I believe there is a business here – either creating or customising content as a service or providing the tools for people to customise their own content. In either case, we are seeing a broad willingness for organisations and individuals to pay to get the content they want before it is available ‘off-the-shelf’.

Visualising your book

Booki provides an RSS feed for every book. This means you can follow a book and see the edits made. Each RSS feed is linked from the info page. For example, the book about OpenMRS has an info page here  and the RSS is linked from the bottom.

A few weeks ago, we asked for some help creating a visualisation using this source. Pierre Commenge responded and started developing a Processing visualisation of the RSS feed. Processing is a free software used a lot for creating visualisations.

Pierre has a prototype available that runs in a java applet. So this look pretty cool. The live version enables you to play a timeline and see the development of the book over the period of 1 day.

This not only looks cool but it enables you to see how a book is being made.

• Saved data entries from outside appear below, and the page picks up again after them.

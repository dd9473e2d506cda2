//! Dense vectors and matrices for the search CLI.
//!
//! A [`Tensor`] is a rank 1 (vector) or rank 2 (matrix) block of `f32` or
//! `f64` values. Tensors are imported from JSON and persisted in a small
//! checksummed binary format (see [`save`] and [`load`]).

mod file;
mod json;

pub use file::{load, save};
pub use json::{from_json, read_json};

/// Element type stored in a tensor file.
#[derive(Debug, Clone, Copy, PartialEq, Eq, Hash)]
pub enum DType {
    F32,
    F64,
}

impl DType {
    /// Bytes per element.
    #[must_use]
    pub const fn size(self) -> usize {
        match self {
            Self::F32 => 4,
            Self::F64 => 8,
        }
    }

    const fn code(self) -> u8 {
        match self {
            Self::F32 => 0,
            Self::F64 => 1,
        }
    }

    fn from_code(code: u8) -> eyre::Result<Self> {
        match code {
            0 => Ok(Self::F32),
            1 => Ok(Self::F64),
            other => eyre::bail!("unknown dtype code {other}"),
        }
    }
}

impl std::fmt::Display for DType {
    fn fmt(&self, f: &mut std::fmt::Formatter<'_>) -> std::fmt::Result {
        match self {
            Self::F32 => f.write_str("f32"),
            Self::F64 => f.write_str("f64"),
        }
    }
}

/// Whether a tensor is a single vector or a matrix of rows.
#[derive(Debug, Clone, Copy, PartialEq, Eq)]
pub enum Rank {
    Vector,
    Matrix,
}

impl Rank {
    const fn code(self) -> u8 {
        match self {
            Self::Vector => 1,
            Self::Matrix => 2,
        }
    }
}

/// An element type that can be stored in a tensor file.
pub trait TensorElement: knn_core::Element + for<'de> serde::Deserialize<'de> {
    /// Dtype tag written to the file header.
    const DTYPE: DType;

    /// Append the little-endian bytes of `self`.
    fn write_le(self, out: &mut Vec<u8>);

    /// Decode one element from exactly `DTYPE.size()` bytes.
    fn read_le(bytes: &[u8]) -> Self;

    /// Erase the element type.
    fn into_any(tensor: Tensor<Self>) -> AnyTensor;
}

impl TensorElement for f32 {
    const DTYPE: DType = DType::F32;

    fn write_le(self, out: &mut Vec<u8>) {
        out.extend_from_slice(&self.to_le_bytes());
    }

    fn read_le(bytes: &[u8]) -> Self {
        let mut buf = [0u8; 4];
        buf.copy_from_slice(bytes);
        Self::from_le_bytes(buf)
    }

    fn into_any(tensor: Tensor<Self>) -> AnyTensor {
        AnyTensor::F32(tensor)
    }
}

impl TensorElement for f64 {
    const DTYPE: DType = DType::F64;

    fn write_le(self, out: &mut Vec<u8>) {
        out.extend_from_slice(&self.to_le_bytes());
    }

    fn read_le(bytes: &[u8]) -> Self {
        let mut buf = [0u8; 8];
        buf.copy_from_slice(bytes);
        Self::from_le_bytes(buf)
    }

    fn into_any(tensor: Tensor<Self>) -> AnyTensor {
        AnyTensor::F64(tensor)
    }
}

/// A non-empty rank 1 or rank 2 tensor.
///
/// Vectors are stored as a single-row matrix so both ranks share one
/// row-major buffer.
#[derive(Debug, Clone, PartialEq)]
pub struct Tensor<T> {
    rank: Rank,
    data: ndarray::Array2<T>,
}

impl<T: TensorElement> Tensor<T> {
    /// Build a vector tensor.
    pub fn from_vector(values: Vec<T>) -> eyre::Result<Self> {
        if values.is_empty() {
            eyre::bail!("vector must not be empty");
        }
        let data = ndarray::Array2::from_shape_vec((1, values.len()), values)?;
        Ok(Self {
            rank: Rank::Vector,
            data,
        })
    }

    /// Build a matrix tensor from rows of equal, non-zero length.
    pub fn from_rows(rows: Vec<Vec<T>>) -> eyre::Result<Self> {
        let Some(first) = rows.first() else {
            eyre::bail!("matrix must have at least one row");
        };
        let cols = first.len();
        if cols == 0 {
            eyre::bail!("matrix rows must not be empty");
        }
        if let Some((i, row)) = rows.iter().enumerate().find(|(_, row)| row.len() != cols) {
            eyre::bail!("row {i} has {} values, expected {cols}", row.len());
        }

        let nrows = rows.len();
        let flat: Vec<T> = rows.into_iter().flatten().collect();
        let data = ndarray::Array2::from_shape_vec((nrows, cols), flat)?;
        Ok(Self {
            rank: Rank::Matrix,
            data,
        })
    }

    fn from_parts(rank: Rank, rows: usize, cols: usize, values: Vec<T>) -> eyre::Result<Self> {
        let data = ndarray::Array2::from_shape_vec((rows, cols), values)?;
        Ok(Self { rank, data })
    }

    #[must_use]
    pub fn rank(&self) -> Rank {
        self.rank
    }

    /// `[len]` for vectors, `[rows, cols]` for matrices.
    #[must_use]
    pub fn shape(&self) -> Vec<usize> {
        match self.rank {
            Rank::Vector => vec![self.data.ncols()],
            Rank::Matrix => vec![self.data.nrows(), self.data.ncols()],
        }
    }

    /// The values of a vector tensor, or `None` for a matrix.
    #[must_use]
    pub fn as_vector(&self) -> Option<knn_core::VectorView<'_, T>> {
        match self.rank {
            Rank::Vector => Some(self.data.row(0)),
            Rank::Matrix => None,
        }
    }

    /// The tensor as a matrix; a vector is a single row.
    #[must_use]
    pub fn as_matrix(&self) -> knn_core::MatrixView<'_, T> {
        self.data.view()
    }
}

/// A tensor whose element type is only known at runtime.
#[derive(Debug, Clone, PartialEq)]
pub enum AnyTensor {
    F32(Tensor<f32>),
    F64(Tensor<f64>),
}

impl AnyTensor {
    #[must_use]
    pub fn dtype(&self) -> DType {
        match self {
            Self::F32(_) => DType::F32,
            Self::F64(_) => DType::F64,
        }
    }

    #[must_use]
    pub fn rank(&self) -> Rank {
        match self {
            Self::F32(t) => t.rank(),
            Self::F64(t) => t.rank(),
        }
    }

    #[must_use]
    pub fn shape(&self) -> Vec<usize> {
        match self {
            Self::F32(t) => t.shape(),
            Self::F64(t) => t.shape(),
        }
    }
}

impl From<Tensor<f32>> for AnyTensor {
    fn from(tensor: Tensor<f32>) -> Self {
        Self::F32(tensor)
    }
}

impl From<Tensor<f64>> for AnyTensor {
    fn from(tensor: Tensor<f64>) -> Self {
        Self::F64(tensor)
    }
}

This is extremely interesting – imagine if we had all the data about how every book has been made up until now… it would tell us a lot of things about the book production process and the differences between different models etc… It’s a very exciting idea and we hope to be able to explode this idea in the following weeks and months in our experiments. Many thanks to Pierre for getting this underway.

Process vs Content Templates in Book Sprints

 I have been working with a group of very interesting people over the last 3 days producing a book that can be used for generating campaigns about Internet Literacy. We generated texts on a large and varied range of topics. More on all this later. One very interesting issue that has been more clearly illustrated for me in this process is the necessity to understand the role of templates when generating content. When I talk of templates here I mean pre-configured templates that are meant to illustrate what the final product of a chapter or ‘content unit’ should look like.

I have always avoided using templates because I think it shuts down a lot of creative discourse about what the content could be and it kills those amazing surprises that can leap out of working in a freer manner. Perhaps even more importantly, templates can confuse people – sprint participants need to first just create what they know or are energised by – forcing output immediately into templates is not helpful to this process. However, I can see there is a role for templates, not as structure for the final content but as tools that can help the process of generating content.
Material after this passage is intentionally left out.